Who is going to pay for the 10 million illegal immigrants that have crossed the southern border under Biden? While Paul Krugman points to a higher GDP from immigration (illegals still buy goods and services), but mostly are a deadweight drag on social services such as welfare, Medicare, schools, healthcare system, etc.). And of course migrant crime is going off the charts. Who pays for Biden’s border fiasco? The middle class and low wage workers, of course. Elites benefit from uncontrolled immigration, generally live in compounds with private security that the rest of us can’t afford. Remember President Carter and the Cuban Mariel boat lift where Fidel Castro emptied his prisons and sent them to Florida creating absolute mayhem and a huge spike in crime? Biden and Cuba Pete Mayorkas turning up the heat on immigration and its accompanied crime wave.
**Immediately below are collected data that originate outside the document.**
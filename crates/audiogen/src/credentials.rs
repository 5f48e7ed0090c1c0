//! Bearer credentials. Resolved once at the edge and injected into clients.

use crate::error::{Error, Result};

pub const API_TOKEN_VAR: &str = "REPLICATE_API_TOKEN";

/// Hub token variables, in lookup order.
pub const HUB_TOKEN_VARS: [&str; 3] = ["HUGGING_FACE_HUB_TOKEN", "HF_TOKEN", "HUGGINGFACE_HUB_TOKEN"];

fn redact(secret: &str) -> String {
    let prefix: String = secret.chars().take(10).collect();
    format!("{prefix}...")
}

/// Token for the hosted prediction API.
#[derive(Clone)]
pub struct ApiToken(String);

impl ApiToken {
    pub fn new(token: impl Into<String>) -> Result<Self> {
        let token = token.into();
        if token.trim().is_empty() {
            return Err(Error::MissingCredential(API_TOKEN_VAR));
        }
        Ok(Self(token.trim().to_string()))
    }

    /// Resolve from `lookup` (usually the process environment).
    pub fn from_lookup<F>(lookup: F) -> Result<Self>
    where
        F: Fn(&str) -> Option<String>,
    {
        lookup(API_TOKEN_VAR)
            .ok_or(Error::MissingCredential(API_TOKEN_VAR))
            .and_then(Self::new)
    }

    pub fn from_env() -> Result<Self> {
        Self::from_lookup(|k| std::env::var(k).ok())
    }

    pub fn expose(&self) -> &str {
        &self.0
    }
}

impl std::fmt::Debug for ApiToken {
    fn fmt(&self, f: &mut std::fmt::Formatter<'_>) -> std::fmt::Result {
        write!(f, "ApiToken({})", redact(&self.0))
    }
}

impl std::fmt::Display for ApiToken {
    fn fmt(&self, f: &mut std::fmt::Formatter<'_>) -> std::fmt::Result {
        f.write_str(&redact(&self.0))
    }
}

/// Token for the model hub, plus the variable it came from.
#[derive(Clone)]
pub struct HubToken {
    token: String,
    source: &'static str,
}

impl HubToken {
    pub fn new(token: impl Into<String>, source: &'static str) -> Result<Self> {
        let token = token.into();
        if token.trim().is_empty() {
            return Err(Error::MissingCredential(HUB_TOKEN_VARS[0]));
        }
        Ok(Self {
            token: token.trim().to_string(),
            source,
        })
    }

    /// First non-empty variable in [`HUB_TOKEN_VARS`] wins.
    pub fn from_lookup<F>(lookup: F) -> Result<Self>
    where
        F: Fn(&str) -> Option<String>,
    {
        HUB_TOKEN_VARS
            .iter()
            .find_map(|var| {
                lookup(var)
                    .filter(|v| !v.trim().is_empty())
                    .map(|v| (v, *var))
            })
            .ok_or(Error::MissingCredential(HUB_TOKEN_VARS[0]))
            .and_then(|(token, var)| Self::new(token, var))
    }

    pub fn from_env() -> Result<Self> {
        Self::from_lookup(|k| std::env::var(k).ok())
    }

    pub fn expose(&self) -> &str {
        &self.token
    }

    /// Name of the variable the token was read from.
    pub fn source(&self) -> &'static str {
        self.source
    }
}

impl std::fmt::Debug for HubToken {
    fn fmt(&self, f: &mut std::fmt::Formatter<'_>) -> std::fmt::Result {
        write!(f, "HubToken({} from {})", redact(&self.token), self.source)
    }
}

impl std::fmt::Display for HubToken {
    fn fmt(&self, f: &mut std::fmt::Formatter<'_>) -> std::fmt::Result {
        f.write_str(&redact(&self.token))
    }
}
O’Biden loves to spend other people’s money. Aka, OUR money. Case in point. According to the CBO, net interest on the exploding Federal debt under O’Biden now exceeds our defense spending and that gap is expected to explode. To be sure, the US is funding billions in the middle east, handing over billions to Zelensky and Ukrainian oligarchs, and we have China. What a mess!
So, when will “Billions Biden” stop spending other people’s money? Well, only a barely-held Republican House can stop Biden. Meanwhile I will focus on soaring food prices and eat cheap cabbage rolls and drink coffee. Until Biden kills off those pleasures.
But don’t worry! We might get Gavin Newsom, the ultimate used car salesman, to replace Biden against Trump. But Biden’s ego is so massive (why I have no idea) that he won’t go down without a fight. And what about Cacklin’ Kamala?